When he left the apartment, he saw that the door to the right was ajar, though the security chain was attached. A gray-haired woman looked out suspiciously. In the background he could hear a radio playing elevator music.

“What’s your business in Herr Hinrichsen’s apartment?” She spotted the traveling bag and was about to slam the door. “I’ll call the police!”

Max brandished his badge and showed it to her. “Max Berg, Hamburg Major Crimes,” he said, introducing himself.

The woman scrutinized the badge skeptically. She was tall and skinny, and her gray hair was properly cut and combed.

“Did something happen to Niels?” she asked, looking at Max.

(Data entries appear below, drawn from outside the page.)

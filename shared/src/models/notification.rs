//! Notification model
//!
//! Role-scoped inbox entries written as a side effect of workflow
//! transitions. Best-effort: never required for workflow correctness.

use super::order::OrderKind;
use serde::{Deserialize, Serialize};
use std::fmt;
use std::str::FromStr;

/// Caller role; also scopes notification inboxes
#[derive(Debug, Clone, Copy, Serialize, Deserialize, PartialEq, Eq, Hash)]
#[serde(rename_all = "snake_case")]
pub enum Role {
    Admin,
    Supplier,
    Buyer,
}

impl Role {
    pub fn as_str(&self) -> &'static str {
        match self {
            Self::Admin => "admin",
            Self::Supplier => "supplier",
            Self::Buyer => "buyer",
        }
    }
}

impl FromStr for Role {
    type Err = String;

    fn from_str(s: &str) -> Result<Self, Self::Err> {
        match s {
            "admin" => Ok(Self::Admin),
            "supplier" => Ok(Self::Supplier),
            "buyer" => Ok(Self::Buyer),
            other => Err(format!("unknown role: {other}")),
        }
    }
}

impl fmt::Display for Role {
    fn fmt(&self, f: &mut fmt::Formatter<'_>) -> fmt::Result {
        f.write_str(self.as_str())
    }
}

/// Delivery priority hint for inbox rendering
#[derive(Debug, Clone, Copy, Serialize, Deserialize, PartialEq, Eq, Default)]
#[serde(rename_all = "snake_case")]
pub enum NotifyPriority {
    Low,
    #[default]
    Normal,
    High,
}

impl NotifyPriority {
    pub fn as_str(&self) -> &'static str {
        match self {
            Self::Low => "low",
            Self::Normal => "normal",
            Self::High => "high",
        }
    }
}

impl FromStr for NotifyPriority {
    type Err = String;

    fn from_str(s: &str) -> Result<Self, Self::Err> {
        match s {
            "low" => Ok(Self::Low),
            "normal" => Ok(Self::Normal),
            "high" => Ok(Self::High),
            other => Err(format!("unknown priority: {other}")),
        }
    }
}

/// Stored inbox entry
#[derive(Debug, Clone, Serialize, Deserialize)]
pub struct Notification {
    pub id: i64,
    pub role: Role,
    pub recipient_id: i64,
    /// Machine-readable kind, e.g. `order_submitted`, `confirmation_forwarded`
    pub kind: String,
    pub title: String,
    pub message: String,
    pub category: String,
    pub priority: NotifyPriority,
    pub read: bool,
    pub order_kind: Option<OrderKind>,
    pub order_id: Option<i64>,
    pub created_at: i64,
}

/// Payload handed to the notification sink
#[derive(Debug, Clone, Serialize, Deserialize)]
pub struct NotificationRequest {
    pub role: Role,
    pub recipient_id: i64,
    pub kind: String,
    pub title: String,
    pub message: String,
    pub category: String,
    pub priority: NotifyPriority,
    pub order_kind: Option<OrderKind>,
    pub order_id: Option<i64>,
}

“He has a laceration, a cut on his head, and has to stay in the hospital for observation.” The woman’s first reaction had been to assume that something had happened to Niels Hinrichsen. She hadn’t asked whether he had done anything wrong, and now she looked alarmed. “It’s nothing serious. Don’t worry,” Max reassured her. Before she could ask more questions, he motioned to the apartment with his head. “Does he live here alone”—he glanced at the name tag next to her door—“Frau Meyer?”

Her expression brightened when he used her name and smiled. “Yes, ever since his mother died, eight years ago. He took care of her, as well he could, but he’s not the brightest, you know.”

“Does he do everything by himself, I mean keeping house and such?”

“You mean because the cleanliness isn’t up to scratch?” Actually Max had thought the opposite, that for a man with the mental capacity of a ten-year-old, who was taking care of himself, everything was quite as it should be. He nodded, nevertheless. “Well, more or less. He takes care of everything himself. I do his laundry, but he never changes when he should. Every now and then I mop through a little or clean his windows. Shopping, we do that together quite often. I tell him that I need him to help me carry my stuff and then I make sure that he buys some proper food for himself. He can’t cook, of course, but I bring him a plate of hot food every now and then, or he comes over for a meal.”

Max’s response was genuine. “That’s really nice how you care for him, Frau Meyer.”

“Well, you know, I promised his mother. She didn’t have it easy with the boy, and she was so worried what would happen to him once she was no longer around. He doesn’t have anyone else.” By now, she had released the security chain and had come out to the staircase. She was wearing a light, patterned summer dress and sandals and appeared to be a very lively person. “Who knows, otherwise the boy might have to be institutionalized, you know.”

“So are you his official caretaker?”

“Me?” The woman put a hand on her chest. “God forbid. No, we arranged that between us, Niels and I. When he gets mail from social services or whatever, he comes to me.” Then she frowned. “But what happened? You don’t just get a cut. Was he attacked?”

Max nodded slowly. “Something like that. But as I said, it’s nothing serious.” He smiled and asked, “Have you seen Herr Hinrichsen lately?”

Frau Meyer put a hand on her chin and wrinkled her brow. “Yesterday . . . was Monday. I was at the cemetery. And afterward, I walked around at the Aldi. I didn’t see him. Sunday. It was Sunday I saw Niels last. He came over for lunch—roast pork. You know, we both love that.”